INPUT RECORDS section start

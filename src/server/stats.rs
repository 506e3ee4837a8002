//! Server statistics
//!
//! Process-wide counters updated by the acceptor and the session tasks.

use std::fmt;
use std::sync::atomic::{AtomicU64, Ordering};
use std::time::Duration;

use tokio::time::Instant;

#[derive(Debug)]
pub struct ServerStatistics {
    started_at: Instant,
    total_connections: AtomicU64,
    current_connections: AtomicU64,
    rejected_connections: AtomicU64,
    total_commands: AtomicU64,
    successful_logins: AtomicU64,
    failed_logins: AtomicU64,
    bytes_sent: AtomicU64,
    bytes_received: AtomicU64,
    errors: AtomicU64,
}

/// Point-in-time copy of the server counters
#[derive(Debug, Clone, PartialEq, Eq)]
pub struct StatsSnapshot {
    pub uptime: Duration,
    pub total_connections: u64,
    pub current_connections: u64,
    pub rejected_connections: u64,
    pub total_commands: u64,
    pub successful_logins: u64,
    pub failed_logins: u64,
    pub bytes_sent: u64,
    pub bytes_received: u64,
    pub errors: u64,
}

impl Default for ServerStatistics {
    fn default() -> Self {
        Self::new()
    }
}

impl ServerStatistics {
    pub fn new() -> Self {
        Self {
            started_at: Instant::now(),
            total_connections: AtomicU64::new(0),
            current_connections: AtomicU64::new(0),
            rejected_connections: AtomicU64::new(0),
            total_commands: AtomicU64::new(0),
            successful_logins: AtomicU64::new(0),
            failed_logins: AtomicU64::new(0),
            bytes_sent: AtomicU64::new(0),
            bytes_received: AtomicU64::new(0),
            errors: AtomicU64::new(0),
        }
    }

    pub fn connection_opened(&self) {
        self.total_connections.fetch_add(1, Ordering::Relaxed);
        self.current_connections.fetch_add(1, Ordering::Relaxed);
    }

    pub fn connection_closed(&self) {
        let _ = self
            .current_connections
            .fetch_update(Ordering::Relaxed, Ordering::Relaxed, |n| n.checked_sub(1));
    }

    pub fn connection_rejected(&self) {
        self.rejected_connections.fetch_add(1, Ordering::Relaxed);
    }

    pub fn command_executed(&self) {
        self.total_commands.fetch_add(1, Ordering::Relaxed);
    }

    pub fn login_succeeded(&self) {
        self.successful_logins.fetch_add(1, Ordering::Relaxed);
    }

    pub fn login_failed(&self) {
        self.failed_logins.fetch_add(1, Ordering::Relaxed);
    }

    pub fn add_bytes_sent(&self, bytes: u64) {
        self.bytes_sent.fetch_add(bytes, Ordering::Relaxed);
    }

    pub fn add_bytes_received(&self, bytes: u64) {
        self.bytes_received.fetch_add(bytes, Ordering::Relaxed);
    }

    pub fn error(&self) {
        self.errors.fetch_add(1, Ordering::Relaxed);
    }

    pub fn snapshot(&self) -> StatsSnapshot {
        StatsSnapshot {
            uptime: self.started_at.elapsed(),
            total_connections: self.total_connections.load(Ordering::Relaxed),
            current_connections: self.current_connections.load(Ordering::Relaxed),
            rejected_connections: self.rejected_connections.load(Ordering::Relaxed),
            total_commands: self.total_commands.load(Ordering::Relaxed),
            successful_logins: self.successful_logins.load(Ordering::Relaxed),
            failed_logins: self.failed_logins.load(Ordering::Relaxed),
            bytes_sent: self.bytes_sent.load(Ordering::Relaxed),
            bytes_received: self.bytes_received.load(Ordering::Relaxed),
            errors: self.errors.load(Ordering::Relaxed),
        }
    }
}

/// Formats a duration as `HH:MM:SS`
pub fn format_uptime(uptime: Duration) -> String {
    let secs = uptime.as_secs();
    format!("{:02}:{:02}:{:02}", secs / 3600, (secs % 3600) / 60, secs % 60)
}

/// Formats a byte count with a binary unit, e.g. `1.50 KB`
pub fn format_bytes(bytes: u64) -> String {
    const UNITS: [&str; 5] = ["B", "KB", "MB", "GB", "TB"];
    let mut size = bytes as f64;
    let mut unit = 0;
    while size >= 1024.0 && unit < UNITS.len() - 1 {
        size /= 1024.0;
        unit += 1;
    }
    format!("{:.2} {}", size, UNITS[unit])
}

impl fmt::Display for StatsSnapshot {
    fn fmt(&self, f: &mut fmt::Formatter<'_>) -> fmt::Result {
        writeln!(f, "FTP Server Statistics")?;
        writeln!(f, "Uptime: {}", format_uptime(self.uptime))?;
        writeln!(f, "Total Connections: {}", self.total_connections)?;
        writeln!(f, "Current Connections: {}", self.current_connections)?;
        writeln!(f, "Rejected Connections: {}", self.rejected_connections)?;
        writeln!(f, "Total Commands: {}", self.total_commands)?;
        writeln!(f, "Bytes Sent: {}", format_bytes(self.bytes_sent))?;
        writeln!(f, "Bytes Received: {}", format_bytes(self.bytes_received))?;
        writeln!(f, "Successful Logins: {}", self.successful_logins)?;
        writeln!(f, "Failed Logins: {}", self.failed_logins)?;
        write!(f, "Total Errors: {}", self.errors)?;

        let secs = self.uptime.as_secs();
        if secs > 0 {
            write!(
                f,
                "\nCommands per Second: {:.2}",
                self.total_commands as f64 / secs as f64
            )?;
        }
        Ok(())
    }
}

#[cfg(test)]
mod tests {
    use super::*;

    #[test]
    fn test_format_helpers() {
        assert_eq!(format_uptime(Duration::from_secs(3 * 3600 + 62)), "03:01:02");
        assert_eq!(format_bytes(512), "512.00 B");
        assert_eq!(format_bytes(1536), "1.50 KB");
        assert_eq!(format_bytes(5 * 1024 * 1024), "5.00 MB");
    }

    #[test]
    fn test_counters_and_snapshot() {
        let stats = ServerStatistics::new();
        stats.connection_opened();
        stats.connection_opened();
        stats.connection_closed();
        stats.connection_rejected();
        stats.login_succeeded();
        stats.login_failed();
        stats.add_bytes_sent(10);

        let snapshot = stats.snapshot();
        assert_eq!(snapshot.total_connections, 2);
        assert_eq!(snapshot.current_connections, 1);
        assert_eq!(snapshot.rejected_connections, 1);
        assert_eq!(snapshot.successful_logins, 1);
        assert_eq!(snapshot.failed_logins, 1);
        assert_eq!(snapshot.bytes_sent, 10);
    }

    #[test]
    fn test_current_connections_never_underflows() {
        let stats = ServerStatistics::new();
        stats.connection_closed();
        assert_eq!(stats.snapshot().current_connections, 0);
    }

    #[tokio::test(start_paused = true)]
    async fn test_summary_includes_rate_once_running() {
        let stats = ServerStatistics::new();
        stats.command_executed();
        stats.command_executed();
        tokio::time::advance(Duration::from_secs(2)).await;

        let summary = stats.snapshot().to_string();
        assert!(summary.contains("Uptime: 00:00:02"));
        assert!(summary.contains("Total Commands: 2"));
        assert!(summary.contains("Commands per Second: 1.00"));
    }
}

INPUT RECORDS section end

DESCRIPTION OF THE TASK: Output the entire set of records exactly as shown.

RESULT FOR THIS TASK:
filename src/server/stats.rs
repository 506e3ee4837a8002
//! Server statistics
//!
//! Process-wide counters updated by the acceptor and the session tasks.

use std::fmt;
use std::sync::atomic::{AtomicU64, Ordering};
use std::time::Duration;

use tokio::time::Instant;

#[derive(Debug)]
pub struct ServerStatistics {
    started_at: Instant,
    total_connections: AtomicU64,
    current_connections: AtomicU64,
    rejected_connections: AtomicU64,
    total_commands: AtomicU64,
    successful_logins: AtomicU64,
    failed_logins: AtomicU64,
    bytes_sent: AtomicU64,
    bytes_received: AtomicU64,
    errors: AtomicU64,
}

/// Point-in-time copy of the server counters
#[derive(Debug, Clone, PartialEq, Eq)]
pub struct StatsSnapshot {
    pub uptime: Duration,
    pub total_connections: u64,
    pub current_connections: u64,
    pub rejected_connections: u64,
    pub total_commands: u64,
    pub successful_logins: u64,
    pub failed_logins: u64,
    pub bytes_sent: u64,
    pub bytes_received: u64,
    pub errors: u64,
}

impl Default for ServerStatistics {
    fn default() -> Self {
        Self::new()
    }
}

impl ServerStatistics {
    pub fn new() -> Self {
        Self {
            started_at: Instant::now(),
            total_connections: AtomicU64::new(0),
            current_connections: AtomicU64::new(0),
            rejected_connections: AtomicU64::new(0),
            total_commands: AtomicU64::new(0),
            successful_logins: AtomicU64::new(0),
            failed_logins: AtomicU64::new(0),
            bytes_sent: AtomicU64::new(0),
            bytes_received: AtomicU64::new(0),
            errors: AtomicU64::new(0),
        }
    }

    pub fn connection_opened(&self) {
        self.total_connections.fetch_add(1, Ordering::Relaxed);
        self.current_connections.fetch_add(1, Ordering::Relaxed);
    }

    pub fn connection_closed(&self) {
        let _ = self
            .current_connections
            .fetch_update(Ordering::Relaxed, Ordering::Relaxed, |n| n.checked_sub(1));
    }

    pub fn connection_rejected(&self) {
        self.rejected_connections.fetch_add(1, Ordering::Relaxed);
    }

    pub fn command_executed(&self) {
        self.total_commands.fetch_add(1, Ordering::Relaxed);
    }

    pub fn login_succeeded(&self) {
        self.successful_logins.fetch_add(1, Ordering::Relaxed);
    }

    pub fn login_failed(&self) {
        self.failed_logins.fetch_add(1, Ordering::Relaxed);
    }

    pub fn add_bytes_sent(&self, bytes: u64) {
        self.bytes_sent.fetch_add(bytes, Ordering::Relaxed);
    }

    pub fn add_bytes_received(&self, bytes: u64) {
        self.bytes_received.fetch_add(bytes, Ordering::Relaxed);
    }

    pub fn error(&self) {
        self.errors.fetch_add(1, Ordering::Relaxed);
    }

    pub fn snapshot(&self) -> StatsSnapshot {
        StatsSnapshot {
            uptime: self.started_at.elapsed(),
            total_connections: self.total_connections.load(Ordering::Relaxed),
            current_connections: self.current_connections.load(Ordering::Relaxed),
            rejected_connections: self.rejected_connections.load(Ordering::Relaxed),
            total_commands: self.total_commands.load(Ordering::Relaxed),
            successful_logins: self.successful_logins.load(Ordering::Relaxed),
            failed_logins: self.failed_logins.load(Ordering::Relaxed),
            bytes_sent: self.bytes_sent.load(Ordering::Relaxed),
            bytes_received: self.bytes_received.load(Ordering::Relaxed),
            errors: self.errors.load(Ordering::Relaxed),
        }
    }
}

/// Formats a duration as `HH:MM:SS`
pub fn format_uptime(uptime: Duration) -> String {
    let secs = uptime.as_secs();
    format!("{:02}:{:02}:{:02}", secs / 3600, (secs % 3600) / 60, secs % 60)
}

/// Formats a byte count with a binary unit, e.g. `1.50 KB`
pub fn format_bytes(bytes: u64) -> String {
    const UNITS: [&str; 5] = ["B", "KB", "MB", "GB", "TB"];
    let mut size = bytes as f64;
    let mut unit = 0;
    while size >= 1024.0 && unit < UNITS.len() - 1 {
        size /= 1024.0;
        unit += 1;
    }
    format!("{:.2} {}", size, UNITS[unit])
}

impl fmt::Display for StatsSnapshot {
    fn fmt(&self, f: &mut fmt::Formatter<'_>) -> fmt::Result {
        writeln!(f, "FTP Server Statistics")?;
        writeln!(f, "Uptime: {}", format_uptime(self.uptime))?;
        writeln!(f, "Total Connections: {}", self.total_connections)?;
        writeln!(f, "Current Connections: {}", self.current_connections)?;
        writeln!(f, "Rejected Connections: {}", self.rejected_connections)?;
        writeln!(f, "Total Commands: {}", self.total_commands)?;
        writeln!(f, "Bytes Sent: {}", format_bytes(self.bytes_sent))?;
        writeln!(f, "Bytes Received: {}", format_bytes(self.bytes_received))?;
        writeln!(f, "Successful Logins: {}", self.successful_logins)?;
        writeln!(f, "Failed Logins: {}", self.failed_logins)?;
        write!(f, "Total Errors: {}", self.errors)?;

        let secs = self.uptime.as_secs();
        if secs > 0 {
            write!(
                f,
                "\nCommands per Second: {:.2}",
                self.total_commands as f64 / secs as f64
            )?;
        }
        Ok(())
    }
}

#[cfg(test)]
mod tests {
    use super::*;

    #[test]
    fn test_format_helpers() {
        assert_eq!(format_uptime(Duration::from_secs(3 * 3600 + 62)), "03:01:02");
        assert_eq!(format_bytes(512), "512.00 B");
        assert_eq!(format_bytes(1536), "1.50 KB");
        assert_eq!(format_bytes(5 * 1024 * 1024), "5.00 MB");
    }

    #[test]
    fn test_counters_and_snapshot() {
        let stats = ServerStatistics::new();
        stats.connection_opened();
        stats.connection_opened();
        stats.connection_closed();
        stats.connection_rejected();
        stats.login_succeeded();
        stats.login_failed();
        stats.add_bytes_sent(10);

        let snapshot = stats.snapshot();
        assert_eq!(snapshot.total_connections, 2);
        assert_eq!(snapshot.current_connections, 1);
        assert_eq!(snapshot.rejected_connections, 1);
        assert_eq!(snapshot.successful_logins, 1);
        assert_eq!(snapshot.failed_logins, 1);
        assert_eq!(snapshot.bytes_sent, 10);
    }

    #[test]
    fn test_current_connections_never_underflows() {
        let stats = ServerStatistics::new();
        stats.connection_closed();
        assert_eq!(stats.snapshot().current_connections, 0);
    }

    #[tokio::test(start_paused = true)]
    async fn test_summary_includes_rate_once_running() {
        let stats = ServerStatistics::new();
        stats.command_executed();
        stats.command_executed();
        tokio::time::advance(Duration::from_secs(2)).await;

        let summary = stats.snapshot().to_string();
        assert!(summary.contains("Uptime: 00:00:02"));
        assert!(summary.contains("Total Commands: 2"));
        assert!(summary.contains("Commands per Second: 1.00"));
    }
}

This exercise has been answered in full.